Da die psychische Erkrankung kein Pflichtverstoß des Arbeitnehmers ist, liegt meistens auch kein wichtiger Grund für eine fristlose Kündigung durch den Arbeitgeber vor. Insbesondere rechtfertigen auch fehlende Arbeitsunfähigkeitsbescheinigungen keine fristlose Kündigung.

Liegen also neben der psychischen Erkrankung keine weiteren besonderen Gegebenheiten vor, ist eine fristlose Kündigung durch den Arbeitgeber nicht möglich.

Auch bei einer fristlosen Kündigung durch den Arbeitnehmer wegen einer psychischen Erkrankung oder Depression gelten die allgemeinen hohen Anforderungen. Ein wichtiger Grund kann etwa vorliegen, wenn die Arbeitsbelastung auf Grund der Erkrankung bis zum Ablauf der Kündigungsfrist nicht zumutbar ist. Dies muss durch einen Arzt attestiert werden.


7. Gibt es Unterschiede für Arbeitnehmer im öffentlichen Dienst?

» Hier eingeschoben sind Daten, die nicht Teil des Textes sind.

//! Collection persistence.
//!
//! A snapshot is the collection serialized as JSON. It round-trips every
//! track field exactly, in collection order, so a saved library can be
//! reused offline without rescanning or reconnecting.

use std::fs::File;
use std::io::{BufReader, BufWriter};
use std::path::Path;

use thiserror::Error;

use super::collection::Collection;

#[derive(Debug, Error)]
pub enum SnapshotError {
    #[error("snapshot io error: {0}")]
    Io(#[from] std::io::Error),
    #[error("snapshot format error: {0}")]
    Format(#[from] serde_json::Error),
}

impl Collection {
    pub fn save_snapshot(&self, path: &Path) -> Result<(), SnapshotError> {
        let file = File::create(path)?;
        serde_json::to_writer(BufWriter::new(file), self)?;
        Ok(())
    }

    pub fn load_snapshot(path: &Path) -> Result<Self, SnapshotError> {
        let file = File::open(path)?;
        let collection = serde_json::from_reader(BufReader::new(file))?;
        Ok(collection)
    }
}
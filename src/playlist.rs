use std::fmt;
use std::sync::Arc;

use rand::seq::SliceRandom;

use crate::library::Track;
use crate::search::Query;

/// An ordered, mutable sequence of tracks. Insertion order is the playback
/// order; duplicates are allowed.
#[derive(Debug, Default, Clone)]
pub struct Playlist {
    tracks: Vec<Arc<Track>>,
}

impl Playlist {
    pub fn new() -> Self {
        Self::default()
    }

    pub fn len(&self) -> usize {
        self.tracks.len()
    }

    pub fn is_empty(&self) -> bool {
        self.tracks.is_empty()
    }

    pub fn get(&self, index: usize) -> Option<&Arc<Track>> {
        self.tracks.get(index)
    }

    pub fn iter(&self) -> impl Iterator<Item = &Arc<Track>> {
        self.tracks.iter()
    }

    #[allow(dead_code)]
    pub fn push(&mut self, track: Arc<Track>) {
        self.tracks.push(track);
    }

    pub fn extend(&mut self, tracks: impl IntoIterator<Item = Arc<Track>>) {
        self.tracks.extend(tracks);
    }

    /// Uniform random permutation of the whole sequence.
    pub fn shuffle(&mut self) {
        self.tracks.shuffle(&mut rand::rng());
    }

    /// Randomize the order of albums while keeping the track order within
    /// each album untouched. Tracks without an album form their own group.
    pub fn shuffle_albums(&mut self) {
        let mut groups: Vec<(Option<String>, Vec<Arc<Track>>)> = Vec::new();
        for track in self.tracks.drain(..) {
            match groups.iter_mut().find(|(album, _)| *album == track.album) {
                Some((_, group)) => group.push(track),
                None => groups.push((track.album.clone(), vec![track])),
            }
        }

        groups.shuffle(&mut rand::rng());
        for (_, group) in groups {
            self.tracks.extend(group);
        }
    }

    pub fn clear(&mut self) {
        self.tracks.clear();
    }

    /// Positions of all tracks matching `query`, in playlist order.
    /// Positions rather than tracks, since playlist order is what callers
    /// like skip-to care about.
    pub fn search(&self, query: &Query) -> Vec<usize> {
        self.tracks
            .iter()
            .enumerate()
            .filter(|(_, t)| query.matches(t))
            .map(|(n, _)| n)
            .collect()
    }
}

impl fmt::Display for Playlist {
    fn fmt(&self, f: &mut fmt::Formatter<'_>) -> fmt::Result {
        for (n, track) in self.tracks.iter().enumerate() {
            if n > 0 {
                writeln!(f)?;
            }
            write!(f, "{}: {}", n + 1, track)?;
        }
        Ok(())
    }
}
//! Search expression parsing.
//!
//! Grammar (`and` is case-insensitive, `in` and `or` are lowercase):
//!
//! ```text
//! pattern [in field1 or field2 ...] [and pattern2 [in field3 ...] ...]
//! ```
//!
//! Every `and`-term narrows the result; an empty expression matches every
//! track. Results keep collection or playlist order.

use std::sync::{Arc, LazyLock};

use regex::Regex;

use crate::library::{Collection, Track};
use crate::playlist::Playlist;
use crate::search::{Query, SearchError};

static AND_SPLIT: LazyLock<Regex> =
    LazyLock::new(|| Regex::new(r"(?i)\s+and\s+").expect("static pattern"));

pub struct SearchExpr {
    terms: Vec<Query>,
}

impl SearchExpr {
    pub fn parse(input: &str) -> Result<Self, SearchError> {
        let input = input.trim();
        if input.is_empty() {
            // Match-all: list the whole collection/playlist.
            return Ok(Self {
                terms: vec![Query::with_default_fields(".")?],
            });
        }

        let terms = AND_SPLIT
            .split(input)
            .map(parse_term)
            .collect::<Result<Vec<_>, _>>()?;
        Ok(Self { terms })
    }

    /// All matching tracks as a playlist, in collection order.
    pub fn over_collection(&self, collection: &Collection) -> Playlist {
        let mut result = collection.search(&self.terms[0]);
        for term in &self.terms[1..] {
            let narrowed: Vec<Arc<Track>> =
                result.iter().filter(|t| term.matches(t)).cloned().collect();
            result = Playlist::new();
            result.extend(narrowed);
        }
        result
    }

    /// Positions of tracks matching every term, in playlist order.
    pub fn over_playlist(&self, playlist: &Playlist) -> Vec<usize> {
        let mut positions = playlist.search(&self.terms[0]);
        for term in &self.terms[1..] {
            positions.retain(|&n| playlist.get(n).is_some_and(|t| term.matches(t)));
        }
        positions
    }
}

fn parse_term(term: &str) -> Result<Query, SearchError> {
    match term.split_once(" in ") {
        Some((pattern, fields)) => {
            let fields = fields
                .split(" or ")
                .map(|f| f.trim().parse())
                .collect::<Result<Vec<_>, _>>()?;
            Query::new(pattern.trim(), fields)
        }
        None => Query::with_default_fields(term.trim()),
    }
}

#[cfg(test)]
mod tests {
    use super::*;
    use crate::search::SearchError;

    fn collection() -> Collection {
        let track = |name: &str, artist: &str, album: &str| Track {
            uri: format!("file:///m/{name}"),
            path: None,
            name: name.to_string(),
            artist: Some(artist.to_string()),
            album: Some(album.to_string()),
            track: None,
            disc: None,
            year: None,
            duration: None,
            format: None,
        };
        Collection::from_tracks(vec![
            track("Taxman", "The Beatles", "Revolver"),
            track("Come Together", "The Beatles", "Abbey Road"),
            track("Paranoid", "Black Sabbath", "Paranoid"),
        ])
    }

    #[test]
    fn bare_pattern_searches_default_fields() {
        let expr = SearchExpr::parse("beatles").unwrap();
        assert_eq!(expr.over_collection(&collection()).len(), 2);
    }

    #[test]
    fn empty_expression_matches_everything() {
        let expr = SearchExpr::parse("   ").unwrap();
        assert_eq!(expr.over_collection(&collection()).len(), 3);
    }

    #[test]
    fn in_clause_restricts_fields() {
        let c = collection();

        let expr = SearchExpr::parse("paranoid in album").unwrap();
        assert_eq!(expr.over_collection(&c).len(), 1);

        // "paranoid" never appears in artist.
        let expr = SearchExpr::parse("paranoid in artist").unwrap();
        assert!(expr.over_collection(&c).is_empty());

        let expr = SearchExpr::parse("paranoid in artist or name").unwrap();
        assert_eq!(expr.over_collection(&c).len(), 1);
    }

    #[test]
    fn and_terms_intersect() {
        let c = collection();

        let expr = SearchExpr::parse("beatles AND abbey in album").unwrap();
        let result = expr.over_collection(&c);
        assert_eq!(result.len(), 1);
        assert_eq!(result.get(0).unwrap().name, "Come Together");
    }

    #[test]
    fn unknown_field_is_reported() {
        assert!(matches!(
            SearchExpr::parse("x in genre"),
            Err(SearchError::UnknownField(f)) if f == "genre"
        ));
    }

    #[test]
    fn over_playlist_returns_intersected_positions() {
        let c = collection();
        let all = SearchExpr::parse("").unwrap().over_collection(&c);

        let expr = SearchExpr::parse("beatles").unwrap();
        let positions = expr.over_playlist(&all);
        assert_eq!(positions.len(), 2);
        for p in positions {
            assert_eq!(all.get(p).unwrap().artist.as_deref(), Some("The Beatles"));
        }
    }
}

Das Vorliegen eines Kündigungsgrundes bei einer psychischen Erkrankung orientiert sich an den zuvor genannten Anforderungen für die freie Wirtschaft. Bei Angestellten ab dem 40. Lebensjahr, die bereits 15 Jahre beschäftigt sind, ist eine ordentliche Kündigung allerdings ausgeschlossen. Dann kommt nur noch eine außerordentliche Kündigung in Betracht. An die stellt die Rechtsprechung dann noch höhere Anforderungen bezüglich künftig zu erwartender Fehlzeiten und der Unzumutbarkeit für den Arbeitgeber.

8. Fazit

  • Eine Kündigung wegen einer psychischen Erkrankung ist grundsätzlich möglich. Allerdings stellen Gesetzgeber und Rechtsprechung in diesem Zusammenhang hohe Anforderungen.
  • Insbesondere bezüglich der Feststellung einer negativen Gesundheitsprognose ergeben sich gerade auf Grund der Art einer psychischen Erkrankung große Herausforderungen.
  • Der Arbeitgeber darf sich nur dann über die konkrete Art der psychischen Erkrankung erkundigen, wenn diese es dem Arbeitnehmer unmöglich macht oder es ihm erschwert, die Arbeit zu erbringen.
  • Es existiert auch die Möglichkeit der Vertragsbeendigung durch einen Aufhebungsvertrag oder eine Kündigung durch den Arbeitnehmer. Hierbei ist zu beachten, dass so Nachteile für den Arbeitnehmer entstehen können.